Europe is facing a very difficult winter as a result of the war in Ukraine, with the resulting very high inflation and the added possibility of a shortage of gas. While Ireland may be less affected than many other European Union countries, nonetheless it will pose a major challenge for households, companies and the Government here.
European growth will slow rapidly and, if gas supplies from Russia are cut off, there will be a recession in Germany and elsewhere. However, this potential economic shock would be different from the financial crisis of a decade ago. Although all countries are more indebted following the pandemic than they were in 2019, this debt is much more sustainable than that accumulated in the 2008-2012 period.
Most governments, including Ireland’s, have borrowed long term at fixed rates, locking in the very low interest rates of the last five years. Thus, if EU governments do not borrow a lot more money, the limited amount of debt that needs to be rolled over in the next few years at higher interest rates will be eminently manageable. The one exception is the UK, where more than 30 per cent of its national debt has interest rates linked to inflation. As a consequence of rapidly rising price levels, their interest payments next year will be a serious burden.
The high rate of inflation means that nominal incomes are rising and will continue to grow next year. The Central Bank forecasts that, in Ireland, wage rates next year will rise by more than 6 per cent. As we have seen this year, higher nominal wages bring increases in tax revenue. The burden of debt relative to income is set to fall as a result.
The Central Bank estimates that our government debt will fall from 93 per cent of national income this year to 84 per cent in 2023. Inflation is likewise set to reduce the real debt burden across the EU, even in highly indebted countries such as Greece.
Effectively inflation acts as a tax on savers but it is good for borrowers on fixed interest rates.
When we borrowed to buy our home in the early 1970s, the repayments initially represented a substantial share of our after-tax income, with interest rates far higher than today’s levels. However, after six years of rapid inflation, the burden of our mortgage had fallen dramatically. So too, a period of high inflation today will substantially ease the burden of repayments, even at higher interest rates, as mortgage payments will decline as a share of household income.

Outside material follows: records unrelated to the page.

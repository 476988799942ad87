//! Process-wide relational store shared by every binding operation

use sqlx::{Pool, Postgres, Sqlite};
use std::{env, str::FromStr, sync::LazyLock};
use tokio::sync::Mutex;

use super::errors::StorageError;

const SUPPORTED_STORE_TYPES: [&str; 2] = ["sqlite", "postgres"];

static GENERIC_DATA_STORE_TYPE: LazyLock<String> = LazyLock::new(|| {
    env::var("GENERIC_DATA_STORE_TYPE").expect("GENERIC_DATA_STORE_TYPE must be set")
});

static GENERIC_DATA_STORE_URL: LazyLock<String> = LazyLock::new(|| {
    env::var("GENERIC_DATA_STORE_URL").expect("GENERIC_DATA_STORE_URL must be set")
});

/// Table prefix from environment variable
pub(crate) static DB_TABLE_PREFIX: LazyLock<String> =
    LazyLock::new(|| env::var("DB_TABLE_PREFIX").unwrap_or_else(|_| "nds_".to_string()));

/// Connection pool of whichever backend was configured
#[derive(Clone, Debug)]
pub(crate) enum DataStore {
    Sqlite(Pool<Sqlite>),
    Postgres(Pool<Postgres>),
}

impl DataStore {
    pub(crate) fn as_sqlite(&self) -> Option<&Pool<Sqlite>> {
        match self {
            Self::Sqlite(pool) => Some(pool),
            Self::Postgres(_) => None,
        }
    }

    pub(crate) fn as_postgres(&self) -> Option<&Pool<Postgres>> {
        match self {
            Self::Postgres(pool) => Some(pool),
            Self::Sqlite(_) => None,
        }
    }

    fn connect_lazy(store_type: &str, store_url: &str) -> Result<Self, StorageError> {
        match store_type {
            "sqlite" => {
                let opts = sqlx::sqlite::SqliteConnectOptions::from_str(store_url)
                    .map_err(|e| StorageError::Config(format!("Invalid SQLite URL: {e}")))?
                    .create_if_missing(true);
                Ok(Self::Sqlite(sqlx::SqlitePool::connect_lazy_with(opts)))
            }
            "postgres" => {
                let pool = sqlx::PgPool::connect_lazy(store_url)
                    .map_err(|e| StorageError::Config(format!("Invalid Postgres URL: {e}")))?;
                Ok(Self::Postgres(pool))
            }
            t => Err(StorageError::Config(format!(
                "Unsupported store type: {t}. Supported types are 'sqlite' and 'postgres'"
            ))),
        }
    }
}

pub(crate) static GENERIC_DATA_STORE: LazyLock<Mutex<DataStore>> = LazyLock::new(|| {
    let store_type = GENERIC_DATA_STORE_TYPE.as_str();
    let store_url = GENERIC_DATA_STORE_URL.as_str();

    tracing::info!("Initializing data store with type: {}", store_type);

    let store = match DataStore::connect_lazy(store_type, store_url) {
        Ok(store) => store,
        Err(e) => panic!("{e}"),
    };

    Mutex::new(store)
});

/// Validates the store environment without touching the pool, so that
/// `init()` can report misconfiguration as an error instead of a panic.
pub(super) fn check_store_config() -> Result<(), StorageError> {
    let store_type = env::var("GENERIC_DATA_STORE_TYPE")
        .map_err(|_| StorageError::Config("GENERIC_DATA_STORE_TYPE must be set".to_string()))?;
    env::var("GENERIC_DATA_STORE_URL")
        .map_err(|_| StorageError::Config("GENERIC_DATA_STORE_URL must be set".to_string()))?;

    if !SUPPORTED_STORE_TYPES.contains(&store_type.as_str()) {
        return Err(StorageError::Config(format!(
            "Unsupported store type: {store_type}. Supported types are 'sqlite' and 'postgres'"
        )));
    }
    Ok(())
}
use std::env;

use crate::datasource::DatabaseListing;
use crate::oauth2::config::{NotionEndpoints, notion_redirect_uri};
use crate::oauth2::errors::OAuth2Error;
use crate::oauth2::types::{NotionTokenResponse, TokenGrant};

use super::utils::get_client;

/// OAuth2 client of one Notion public integration.
///
/// Holds the integration credentials, the callback URL registered with Notion
/// and the endpoints to talk to. Construct it with [`NotionOAuth::new`] or
/// [`NotionOAuth::from_env`].
#[derive(Clone)]
pub struct NotionOAuth {
    pub(super) client_id: String,
    pub(super) client_secret: String,
    pub(super) redirect_uri: String,
    pub(super) endpoints: NotionEndpoints,
    pub(super) database_listing: DatabaseListing,
}

impl std::fmt::Debug for NotionOAuth {
    fn fmt(&self, f: &mut std::fmt::Formatter<'_>) -> std::fmt::Result {
        f.debug_struct("NotionOAuth")
            .field("client_id", &self.client_id)
            .field("client_secret", &"[redacted]")
            .field("redirect_uri", &self.redirect_uri)
            .field("endpoints", &self.endpoints)
            .field("database_listing", &self.database_listing)
            .finish()
    }
}

impl NotionOAuth {
    pub fn new(
        client_id: impl Into<String>,
        client_secret: impl Into<String>,
        redirect_uri: impl Into<String>,
    ) -> Self {
        Self {
            client_id: client_id.into(),
            client_secret: client_secret.into(),
            redirect_uri: redirect_uri.into(),
            endpoints: NotionEndpoints::default(),
            database_listing: DatabaseListing::default(),
        }
    }

    /// Builds the client from `NOTION_CLIENT_ID`, `NOTION_CLIENT_SECRET`,
    /// `NOTION_REDIRECT_URI` (or `ORIGIN`) and `NOTION_DATABASE_LISTING`.
    pub fn from_env() -> Result<Self, OAuth2Error> {
        let client_id = env::var("NOTION_CLIENT_ID")
            .map_err(|_| OAuth2Error::Config("NOTION_CLIENT_ID must be set".to_string()))?;
        let client_secret = env::var("NOTION_CLIENT_SECRET")
            .map_err(|_| OAuth2Error::Config("NOTION_CLIENT_SECRET must be set".to_string()))?;
        let redirect_uri = notion_redirect_uri().ok_or_else(|| {
            OAuth2Error::Config("NOTION_REDIRECT_URI or ORIGIN must be set".to_string())
        })?;

        let database_listing = match env::var("NOTION_DATABASE_LISTING") {
            Ok(value) => value.parse::<DatabaseListing>().map_err(OAuth2Error::Config)?,
            Err(_) => DatabaseListing::default(),
        };

        Ok(Self::new(client_id, client_secret, redirect_uri).with_database_listing(database_listing))
    }

    pub fn with_endpoints(mut self, endpoints: NotionEndpoints) -> Self {
        self.endpoints = endpoints;
        self
    }

    pub fn with_database_listing(mut self, database_listing: DatabaseListing) -> Self {
        self.database_listing = database_listing;
        self
    }

    pub fn redirect_uri(&self) -> &str {
        &self.redirect_uri
    }

    pub fn endpoints(&self) -> &NotionEndpoints {
        &self.endpoints
    }

    pub fn database_listing(&self) -> DatabaseListing {
        self.database_listing
    }

    /// Consent screen URL the user is redirected to before the callback.
    pub fn authorization_url(&self) -> String {
        format!(
            "{}?client_id={}&response_type=code&redirect_uri={}&owner=user",
            self.endpoints.auth_url,
            urlencoding::encode(&self.client_id),
            urlencoding::encode(&self.redirect_uri),
        )
    }

    /// Exchanges the callback `code` for an access token.
    ///
    /// A body without `access_token` is reported as
    /// [`OAuth2Error::AuthExchange`] carrying the whole body, whatever the
    /// HTTP status was.
    pub async fn exchange_code_for_token(&self, code: &str) -> Result<TokenGrant, OAuth2Error> {
        let client = get_client()?;
        let response = client
            .post(self.endpoints.token_url.as_str())
            .basic_auth(&self.client_id, Some(&self.client_secret))
            .header(reqwest::header::ACCEPT, "application/json")
            .form(&[
                ("code", code),
                ("grant_type", "authorization_code"),
                ("redirect_uri", self.redirect_uri.as_str()),
            ])
            .send()
            .await
            .map_err(|e| OAuth2Error::TokenExchange(e.to_string()))?;

        let status = response.status();
        tracing::debug!("Token Exchange Response status: {}", status);

        let response_body = response
            .text()
            .await
            .map_err(|e| OAuth2Error::TokenExchange(e.to_string()))?;

        let token_response: NotionTokenResponse =
            serde_json::from_str(&response_body).map_err(|e| {
                OAuth2Error::TokenExchange(format!(
                    "Failed to parse token response ({e}): {response_body}"
                ))
            })?;

        let access_token = match token_response.access_token {
            Some(token) if !token.is_empty() => token,
            _ => {
                tracing::error!("Token endpoint returned no access token, status: {}", status);
                return Err(OAuth2Error::AuthExchange(response_body));
            }
        };

        tracing::debug!(
            "Authorized workspace: {:?} ({:?})",
            token_response.workspace_name,
            token_response.workspace_id
        );

        Ok(TokenGrant {
            access_token,
            workspace_name: token_response.workspace_name,
            workspace_icon: token_response.workspace_icon,
            workspace_id: token_response.workspace_id,
        })
    }
}
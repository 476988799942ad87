use std::{env, sync::LazyLock};

use crate::storage::DB_TABLE_PREFIX;

/// Data source bindings table name
pub(super) static DB_TABLE_DATA_SOURCE_BINDINGS: LazyLock<String> = LazyLock::new(|| {
    env::var("DB_TABLE_DATA_SOURCE_BINDINGS")
        .unwrap_or_else(|_| format!("{}{}", *DB_TABLE_PREFIX, "data_source_bindings"))
});
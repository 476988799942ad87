//! Central configuration for the notion_source crate

use std::sync::LazyLock;

/// Route prefix under which the data source endpoints are mounted
///
/// The Notion callback URL is derived from this prefix when
/// `NOTION_REDIRECT_URI` is not set.
/// Default: "/datasource"
pub static DATASOURCE_ROUTE_PREFIX: LazyLock<String> = LazyLock::new(|| {
    std::env::var("DATASOURCE_ROUTE_PREFIX").unwrap_or_else(|_| "/datasource".to_string())
});
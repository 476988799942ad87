use sqlx::{Pool, Postgres, Row, Sqlite};

/// Validates a PostgreSQL table against the expected `(column, data_type)` list
pub(crate) async fn validate_postgres_table_schema<E>(
    pool: &Pool<Postgres>,
    table_name: &str,
    expected_columns: &[(&str, &str)],
    error_mapper: impl Fn(String) -> E,
) -> Result<(), E> {
    let table_exists: bool = sqlx::query_scalar(
        "SELECT EXISTS (SELECT FROM information_schema.tables WHERE table_name = $1)",
    )
    .bind(table_name)
    .fetch_one(pool)
    .await
    .map_err(|e| error_mapper(e.to_string()))?;

    if !table_exists {
        return Err(error_mapper(format!(
            "Schema validation failed: Table '{table_name}' does not exist"
        )));
    }

    let rows = sqlx::query(
        "SELECT column_name, data_type FROM information_schema.columns
         WHERE table_name = $1 ORDER BY column_name",
    )
    .bind(table_name)
    .fetch_all(pool)
    .await
    .map_err(|e| error_mapper(e.to_string()))?;

    let actual_columns: Vec<(String, String)> = rows
        .iter()
        .map(|row| (row.get::<String, _>("column_name"), row.get::<String, _>("data_type")))
        .collect();

    compare_columns(table_name, expected_columns, &actual_columns).map_err(error_mapper)
}

/// Validates a SQLite table against the expected `(column, declared type)` list
pub(crate) async fn validate_sqlite_table_schema<E>(
    pool: &Pool<Sqlite>,
    table_name: &str,
    expected_columns: &[(&str, &str)],
    error_mapper: impl Fn(String) -> E,
) -> Result<(), E> {
    let rows = sqlx::query(&format!("PRAGMA table_info({table_name})"))
        .fetch_all(pool)
        .await
        .map_err(|e| error_mapper(e.to_string()))?;

    if rows.is_empty() {
        return Err(error_mapper(format!(
            "Schema validation failed: Table '{table_name}' does not exist"
        )));
    }

    let actual_columns: Vec<(String, String)> = rows
        .iter()
        .map(|row| (row.get::<String, _>("name"), row.get::<String, _>("type")))
        .collect();

    compare_columns(table_name, expected_columns, &actual_columns).map_err(error_mapper)
}

fn compare_columns(
    table_name: &str,
    expected_columns: &[(&str, &str)],
    actual_columns: &[(String, String)],
) -> Result<(), String> {
    for (expected_name, expected_type) in expected_columns {
        match actual_columns.iter().find(|(name, _)| name == expected_name) {
            Some((_, actual_type)) if actual_type.eq_ignore_ascii_case(expected_type) => {}
            Some((_, actual_type)) => {
                return Err(format!(
                    "Schema validation failed: Column '{expected_name}' has type '{actual_type}' but expected '{expected_type}'"
                ));
            }
            None => {
                return Err(format!(
                    "Schema validation failed: Missing column '{expected_name}'"
                ));
            }
        }
    }

    for (actual_name, _) in actual_columns {
        if !expected_columns.iter().any(|(name, _)| name == actual_name) {
            tracing::warn!(
                "Extra column '{}' found in table '{}'",
                actual_name,
                table_name
            );
        }
    }

    Ok(())
}
use axum::{
    Json, Router,
    extract::{Path, Query, State},
    http::StatusCode,
    response::Redirect,
    routing::{get, post},
};
use std::{collections::HashMap, sync::Arc};

use notion_source::{DataSourceBinding, OAuthDataSource};

use super::config::DATASOURCE_REDIRECT_AFTER_AUTH;
use super::error::IntoResponseError;
use super::tenant::Tenant;

type SharedSource = Arc<dyn OAuthDataSource>;

pub(super) fn router(source: SharedSource) -> Router {
    Router::new()
        .route("/authorize", get(authorize))
        .route("/callback", get(callback))
        .route("/bindings", get(list_bindings))
        .route("/bindings/{binding_id}/sync", post(sync_binding))
        .with_state(source)
}

async fn authorize(State(source): State<SharedSource>) -> Redirect {
    let url = source.get_authorization_url();
    tracing::debug!("Redirecting to {} consent screen", source.provider());
    Redirect::to(&url)
}

async fn callback(
    State(source): State<SharedSource>,
    Tenant(tenant): Tenant,
    Query(params): Query<HashMap<String, String>>,
) -> Result<Redirect, (StatusCode, String)> {
    if let Some(error) = params.get("error") {
        tracing::debug!("Authorization denied by {}: {}", source.provider(), error);
        return Err((
            StatusCode::BAD_REQUEST,
            format!("Authorization failed: {error}"),
        ));
    }

    let code = params
        .get("code")
        .ok_or_else(|| (StatusCode::BAD_REQUEST, "Missing code".to_string()))?;

    let binding = source
        .get_access_token(&tenant, code)
        .await
        .into_response_error()?;
    tracing::info!(
        "Tenant {} bound {} workspace {:?}",
        tenant.tenant_id,
        source.provider(),
        binding.source_info.workspace_name
    );

    Ok(Redirect::to(DATASOURCE_REDIRECT_AFTER_AUTH.as_str()))
}

async fn sync_binding(
    State(source): State<SharedSource>,
    Tenant(tenant): Tenant,
    Path(binding_id): Path<String>,
) -> Result<Json<DataSourceBinding>, (StatusCode, String)> {
    source
        .sync_data_source(&tenant, &binding_id)
        .await
        .map(Json)
        .into_response_error()
}

async fn list_bindings(
    State(source): State<SharedSource>,
    Tenant(tenant): Tenant,
) -> Result<Json<Vec<DataSourceBinding>>, (StatusCode, String)> {
    source
        .list_bindings(&tenant)
        .await
        .map(Json)
        .into_response_error()
}
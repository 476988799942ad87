mod data_store;
mod errors;
mod schema_validation;

/// Checks the store configuration and opens the connection pool.
pub(crate) async fn init() -> Result<(), StorageError> {
    data_store::check_store_config()?;
    let _ = &*GENERIC_DATA_STORE;

    Ok(())
}

pub(crate) use data_store::{DB_TABLE_PREFIX, GENERIC_DATA_STORE};
pub(crate) use errors::StorageError;
pub(crate) use schema_validation::{validate_postgres_table_schema, validate_sqlite_table_schema};
use async_trait::async_trait;

use crate::datasource::{
    BindingKey, DataSourceBinding, DataSourceStore, NOTION_PROVIDER, PageDescriptor, SourceInfo,
    normalize_search_results,
};
use crate::oauth2::NotionOAuth;

use super::errors::CoordinationError;
use super::types::TenantContext;

/// An OAuth2-authorized document source a tenant can bind to.
#[async_trait]
pub trait OAuthDataSource: Send + Sync {
    /// Provider name stored on the bindings this source creates
    fn provider(&self) -> &'static str;

    /// Consent screen URL to send the user to
    fn get_authorization_url(&self) -> String;

    /// Completes the authorization: exchanges `code`, fetches the document
    /// tree and upserts the tenant's binding for the obtained token.
    async fn get_access_token(
        &self,
        tenant: &TenantContext,
        code: &str,
    ) -> Result<DataSourceBinding, CoordinationError>;

    /// Refetches the document tree of an enabled binding
    async fn sync_data_source(
        &self,
        tenant: &TenantContext,
        binding_id: &str,
    ) -> Result<DataSourceBinding, CoordinationError>;

    async fn list_bindings(
        &self,
        tenant: &TenantContext,
    ) -> Result<Vec<DataSourceBinding>, CoordinationError>;
}

impl NotionOAuth {
    /// Searches pages and databases visible to `access_token` and flattens
    /// them into descriptors.
    pub async fn get_authorized_pages(
        &self,
        access_token: &str,
    ) -> Result<Vec<PageDescriptor>, CoordinationError> {
        let page_results = self.search_pages(access_token).await?;
        let database_results = self.search_databases(access_token).await?;

        let pages =
            normalize_search_results(&page_results, &database_results, self.database_listing())?;
        tracing::debug!(
            "Normalized {} pages and {} databases into {} descriptors",
            page_results.len(),
            database_results.len(),
            pages.len()
        );

        Ok(pages)
    }
}

#[async_trait]
impl OAuthDataSource for NotionOAuth {
    fn provider(&self) -> &'static str {
        NOTION_PROVIDER
    }

    fn get_authorization_url(&self) -> String {
        self.authorization_url()
    }

    async fn get_access_token(
        &self,
        tenant: &TenantContext,
        code: &str,
    ) -> Result<DataSourceBinding, CoordinationError> {
        let grant = self.exchange_code_for_token(code).await?;
        let pages = self.get_authorized_pages(&grant.access_token).await?;

        let source_info = SourceInfo::new(
            grant.workspace_name,
            grant.workspace_icon,
            grant.workspace_id,
            pages,
        );

        let key = BindingKey::new(&tenant.tenant_id, NOTION_PROVIDER);
        let binding =
            DataSourceStore::upsert_binding(&key, &grant.access_token, &source_info).await?;

        Ok(binding)
    }

    async fn sync_data_source(
        &self,
        tenant: &TenantContext,
        binding_id: &str,
    ) -> Result<DataSourceBinding, CoordinationError> {
        let key = BindingKey::new(&tenant.tenant_id, NOTION_PROVIDER);
        let binding = DataSourceStore::get_enabled_binding(&key, binding_id)
            .await?
            .ok_or_else(|| {
                CoordinationError::BindingNotFound {
                    binding_id: binding_id.to_string(),
                }
                .log()
            })?;

        let pages = self.get_authorized_pages(&binding.access_token).await?;

        let mut source_info = binding.source_info;
        source_info.replace_pages(pages);

        let binding = DataSourceStore::update_source_info(&binding.id, &source_info).await?;
        Ok(binding)
    }

    async fn list_bindings(
        &self,
        tenant: &TenantContext,
    ) -> Result<Vec<DataSourceBinding>, CoordinationError> {
        let key = BindingKey::new(&tenant.tenant_id, NOTION_PROVIDER);
        Ok(DataSourceStore::list_bindings(&key).await?)
    }
}
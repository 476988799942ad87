use serde::{Deserialize, Deserializer, Serialize};
use serde_json::Value;

/// Body returned by the Notion token endpoint.
///
/// Every field is optional so that error bodies still parse and can be
/// reported verbatim. Fields holding anything but a string read as `None`.
#[derive(Debug, Clone, Deserialize)]
pub(crate) struct NotionTokenResponse {
    #[serde(default, deserialize_with = "string_or_none")]
    pub(crate) access_token: Option<String>,
    #[serde(default, deserialize_with = "string_or_none")]
    pub(crate) workspace_name: Option<String>,
    #[serde(default, deserialize_with = "string_or_none")]
    pub(crate) workspace_icon: Option<String>,
    #[serde(default, deserialize_with = "string_or_none")]
    pub(crate) workspace_id: Option<String>,
}

fn string_or_none<'de, D>(deserializer: D) -> Result<Option<String>, D::Error>
where
    D: Deserializer<'de>,
{
    let value = Value::deserialize(deserializer)?;
    Ok(value.as_str().map(str::to_string))
}

/// Successful outcome of the authorization-code exchange
#[derive(Debug, Clone, PartialEq, Eq)]
pub struct TokenGrant {
    pub access_token: String,
    pub workspace_name: Option<String>,
    pub workspace_icon: Option<String>,
    pub workspace_id: Option<String>,
}

/// Object kinds accepted by the search filter
#[derive(Debug, Clone, Copy, PartialEq, Eq)]
pub(crate) enum SearchObject {
    Page,
    Database,
}

impl SearchObject {
    pub(crate) fn as_str(&self) -> &'static str {
        match self {
            Self::Page => "page",
            Self::Database => "database",
        }
    }
}

#[derive(Debug, Serialize)]
struct SearchFilter {
    value: &'static str,
    property: &'static str,
}

/// JSON body of a search request: `{"filter": {"value": .., "property": "object"}}`
#[derive(Debug, Serialize)]
pub(crate) struct SearchRequest {
    filter: SearchFilter,
}

impl SearchRequest {
    pub(crate) fn objects(object: SearchObject) -> Self {
        Self {
            filter: SearchFilter {
                value: object.as_str(),
                property: "object",
            },
        }
    }
}

/// Only the first page of results is read; `has_more`/`next_cursor` are ignored.
#[derive(Debug, Deserialize)]
pub(crate) struct SearchResponse {
    pub(crate) results: Vec<Value>,
}
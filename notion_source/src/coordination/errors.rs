//! Errors surfaced by the data source entry points

use thiserror::Error;

use crate::datasource::DataSourceError;
use crate::oauth2::OAuth2Error;
use crate::storage::StorageError;

#[derive(Error, Debug)]
pub enum CoordinationError {
    /// No enabled binding with this id belongs to the tenant
    #[error("Binding not found: {binding_id}")]
    BindingNotFound { binding_id: String },

    #[error("OAuth2 error: {0}")]
    OAuth2Error(OAuth2Error),

    #[error("Data source error: {0}")]
    DataSourceError(DataSourceError),

    #[error("Storage error: {0}")]
    Storage(String),
}

impl CoordinationError {
    /// Log the error and return self
    pub fn log(self) -> Self {
        match &self {
            Self::BindingNotFound { binding_id } => {
                tracing::error!("Binding not found: {}", binding_id)
            }
            Self::OAuth2Error(err) => tracing::error!("OAuth2 error: {}", err),
            Self::DataSourceError(err) => tracing::error!("Data source error: {}", err),
            Self::Storage(msg) => tracing::error!("Storage error: {}", msg),
        }
        self
    }
}

impl From<OAuth2Error> for CoordinationError {
    fn from(err: OAuth2Error) -> Self {
        let error = Self::OAuth2Error(err);
        tracing::error!("{}", error);
        error
    }
}

impl From<DataSourceError> for CoordinationError {
    fn from(err: DataSourceError) -> Self {
        let error = Self::DataSourceError(err);
        tracing::error!("{}", error);
        error
    }
}

impl From<StorageError> for CoordinationError {
    fn from(err: StorageError) -> Self {
        let error = Self::Storage(err.to_string());
        tracing::error!("{}", error);
        error
    }
}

The main risk for those lucky enough to own their home today would be if a European-wide recession triggered job losses here. If that occurs, people who lose their jobs, especially those with bigger loans, would run into mortgage difficulties, as happened in 2008-2012.
The impact of inflation on those depending on the rental market will vary between those in reasonably secure tenancies and those seeking accommodation.
For people looking for a place to rent, things will remain very difficult. Not only are rents for new lettings rising a lot more quickly than for those in established tenancies, but high interest rates will inhibit investment and choke off sources of new apartment supply, where institutional investors have been heavily involved. A lot of the money flowing into new apartments was driven by the low rates of return on other investments. With rising interest rates, some of this money may go elsewhere seeking higher returns, reducing the pipeline of new apartments.
Until now, the action of the European Central Bank (ECB) in buying government debt has been crucial in keeping interest rates low for governments across the euro zone, including heavily-indebted Greece and Italy. However, in recent months, as the ECB has moved to stop its purchase of government debt, those heavily-indebted countries have seen interest rates rise more rapidly than in, for instance, Germany. The ECB has indicated that, if this were to continue, it would take action to limit the gap in borrowing costs.
This is different from the approach during the post-2008 financial crisis. Firstly, and probably most important, the current economic shock is impacting all euro-zone economies, not just the most indebted. In fact, if gas supplies run short, Germany may be worst affected.
Thus the blame game by more frugal states, which poisoned the atmosphere in the late 2000s, is not likely this time around. Secondly, the heavily-indebted countries are in less trouble this time around, with stable public finances and their debt burden reducing through inflation. Finally, the ECB itself is wiser than a decade ago.